I see the signs of a dying company even as it is still growing. Parkinson brilliantly outlined the early-warning signs of corporate demise, back in 1958. The fall can take a decade or longer. The same maxim stands as for a market crash, “the fall starts later than you expect, but is then faster than you expect”.
Brazen, Trump-like (or perhaps Stephen Jobs-like) confidence has its place in the world of big corporates, who must believe in their vision and stand their ground on all fronts. But understand the difference between confidence and arrogance. Too few companies maintain the centrality of the customer within their corporate culture. Many openly defy customers or actually leave a bitter taste in their mouths? The distinction is more subtle with distributors and partners, who are both rivals and customers.
I can equally read the signs of corporates on the up.
Huawei virtually lived in our building. They were eager to sell 3G dongles, and so happily customised small shipments for us. Nokia would not customise without unrealistic minimum commitments. Huawei rapidly usurped the dongle market from Nokia.

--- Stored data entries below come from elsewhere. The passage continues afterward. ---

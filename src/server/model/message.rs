//! Message models and parameters.

use chrono::{DateTime, Utc};
use serde::{Deserialize, Serialize};

/// Request body for sending a message to another user.
///
/// The channel is addressed by receiver, not by channel id: the backend
/// derives the channel key from the sender/receiver pair and creates the
/// conversation on first contact.
#[derive(Debug, Clone, Deserialize)]
#[serde(rename_all = "camelCase")]
pub struct SendMessageDto {
    pub receiver_id: String,
    pub body: Option<String>,
    /// Attachment URIs already uploaded by the client, in display order.
    #[serde(default)]
    pub files: Vec<String>,
}

/// Parameters for sending a message.
#[derive(Debug, Clone)]
pub struct SendMessageParam {
    pub sender_id: String,
    pub receiver_id: String,
    pub body: Option<String>,
    pub files: Vec<String>,
}

impl SendMessageParam {
    pub fn from_dto(sender_id: String, dto: SendMessageDto) -> Self {
        Self {
            sender_id,
            receiver_id: dto.receiver_id,
            body: dto.body,
            files: dto.files,
        }
    }

    /// Whether the message carries any content at all.
    ///
    /// A message needs a non-empty body or at least one attachment.
    pub fn has_content(&self) -> bool {
        self.body.as_deref().is_some_and(|body| !body.trim().is_empty())
            || !self.files.is_empty()
    }
}

/// A single message as returned in conversation history.
#[derive(Debug, Clone, Serialize)]
#[serde(rename_all = "camelCase")]
pub struct MessageDto {
    pub id: String,
    pub channel_name: String,
    pub sender_id: String,
    pub body: Option<String>,
    pub files: Vec<String>,
    pub created_at: DateTime<Utc>,
}

impl MessageDto {
    /// Converts a message entity into its DTO.
    ///
    /// The stored attachment JSON is expected to be an array of strings;
    /// anything else deserializes to an empty list rather than failing the
    /// whole history request.
    pub fn from_entity(entity: entity::message::Model) -> Self {
        let files = serde_json::from_value(entity.files).unwrap_or_default();
        Self {
            id: entity.id,
            channel_name: entity.channel_name,
            sender_id: entity.sender_id,
            body: entity.body,
            files,
            created_at: entity.created_at,
        }
    }
}

/// Query parameters for conversation history.
#[derive(Debug, Clone, Default, Deserialize)]
#[serde(rename_all = "camelCase")]
pub struct HistoryQuery {
    pub page: Option<String>,
    pub limit: Option<String>,
}

#[cfg(test)]
mod tests {
    use super::*;

    fn param(body: Option<&str>, files: Vec<&str>) -> SendMessageParam {
        SendMessageParam {
            sender_id: "s".to_string(),
            receiver_id: "r".to_string(),
            body: body.map(String::from),
            files: files.into_iter().map(String::from).collect(),
        }
    }

    #[test]
    fn body_alone_is_content() {
        assert!(param(Some("hello"), vec![]).has_content());
    }

    #[test]
    fn attachments_alone_are_content() {
        assert!(param(None, vec!["uploads/a.png"]).has_content());
    }

    #[test]
    fn blank_body_without_attachments_is_not_content() {
        assert!(!param(None, vec![]).has_content());
        assert!(!param(Some(""), vec![]).has_content());
        assert!(!param(Some("   "), vec![]).has_content());
    }
}
mod server;

use server::{config::Config, router, startup, state::AppState};

#[tokio::main]
async fn main() -> Result<(), Box<dyn std::error::Error>> {
    tracing_subscriber::fmt()
        .with_env_filter(
            tracing_subscriber::EnvFilter::try_from_default_env()
                .unwrap_or_else(|_| "voyago=info,tower_http=info".into()),
        )
        .init();

    dotenvy::dotenv().ok();
    let config = Config::from_env()?;

    let db = startup::connect_to_database(&config).await?;
    let http_client = startup::setup_reqwest_client();

    tracing::info!("Starting server on {}:{}", config.host, config.port);

    let listener = tokio::net::TcpListener::bind((config.host.clone(), config.port)).await?;

    let router = router::router().with_state(AppState::new(db, http_client, config)?);

    axum::serve(listener, router)
        .with_graceful_shutdown(shutdown_signal())
        .await?;

    Ok(())
}

async fn shutdown_signal() {
    tokio::signal::ctrl_c()
        .await
        .expect("failed to install Ctrl+C handler");
    tracing::info!("Shutting down");
}
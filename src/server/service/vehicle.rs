//! Vehicle fleet flows.

use sea_orm::DatabaseConnection;

use crate::server::{
    data::vehicle::VehicleRepository,
    error::AppError,
    model::{
        api::AckDto,
        vehicle::{CreateVehicleDto, UpdateVehicleDto, VehicleDto, VehicleListQuery},
    },
    query::{parse_number, FilterBuilder, Paginated, Pagination},
};

pub struct VehicleService<'a> {
    db: &'a DatabaseConnection,
}

impl<'a> VehicleService<'a> {
    pub fn new(db: &'a DatabaseConnection) -> Self {
        Self { db }
    }

    pub async fn create(&self, dto: CreateVehicleDto) -> Result<VehicleDto, AppError> {
        let vehicle = VehicleRepository::new(self.db).create(dto).await?;
        Ok(VehicleDto::from_entity(vehicle))
    }

    pub async fn get_by_id(&self, id: &str) -> Result<VehicleDto, AppError> {
        let vehicle = VehicleRepository::new(self.db)
            .find_by_id(id)
            .await?
            .ok_or_else(|| AppError::NotFound("Vehicle not found".to_string()))?;

        Ok(VehicleDto::from_entity(vehicle))
    }

    /// Gets the filtered, paginated vehicle listing.
    pub async fn get_all(&self, query: VehicleListQuery) -> Result<Paginated<VehicleDto>, AppError> {
        let pagination = Pagination::from_query(
            query.page.as_deref(),
            query.limit.as_deref(),
            query.sort_by,
            query.sort_order.as_deref(),
        );

        let condition = FilterBuilder::new()
            .search(
                query.search_term.as_deref(),
                &[
                    entity::vehicle::Column::Name,
                    entity::vehicle::Column::PlateNumber,
                ],
            )
            .flag(entity::vehicle::Column::IsActive, query.is_active.as_deref())
            .numeric_range(
                entity::vehicle::Column::SeatCount,
                parse_number(query.min_seats.as_deref()),
                parse_number(query.max_seats.as_deref()),
            )
            .numeric_range(
                entity::vehicle::Column::BasePrice,
                parse_number(query.min_price.as_deref()),
                parse_number(query.max_price.as_deref()),
            )
            .build();

        let (vehicles, total) = VehicleRepository::new(self.db)
            .get_all_filtered(condition, &pagination)
            .await?;

        Ok(Paginated::new(
            pagination.meta(total),
            vehicles.into_iter().map(VehicleDto::from_entity).collect(),
        ))
    }

    pub async fn update(&self, id: &str, dto: UpdateVehicleDto) -> Result<VehicleDto, AppError> {
        let updated = VehicleRepository::new(self.db)
            .update(id, dto)
            .await?
            .ok_or_else(|| AppError::NotFound("Vehicle not found".to_string()))?;

        Ok(VehicleDto::from_entity(updated))
    }

    pub async fn delete(&self, id: &str) -> Result<AckDto, AppError> {
        if !VehicleRepository::new(self.db).delete(id).await? {
            return Err(AppError::NotFound("Vehicle not found".to_string()));
        }

        Ok(AckDto::new("Vehicle deleted"))
    }
}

Samsung were mature and operator-friendly in a most refreshing way. They added specific and relevant value. They understood pressing issues for operators (like surplus stock management), and embraced the problem together (a problem Blackberry ignored). Samsung rapidly gained handset market share.
Look around to see which companies are building future relevance in their customer base, and which are too busy riding their own wave of self-importance. It’s easier to judge other companies, but also consider lessons for your own company.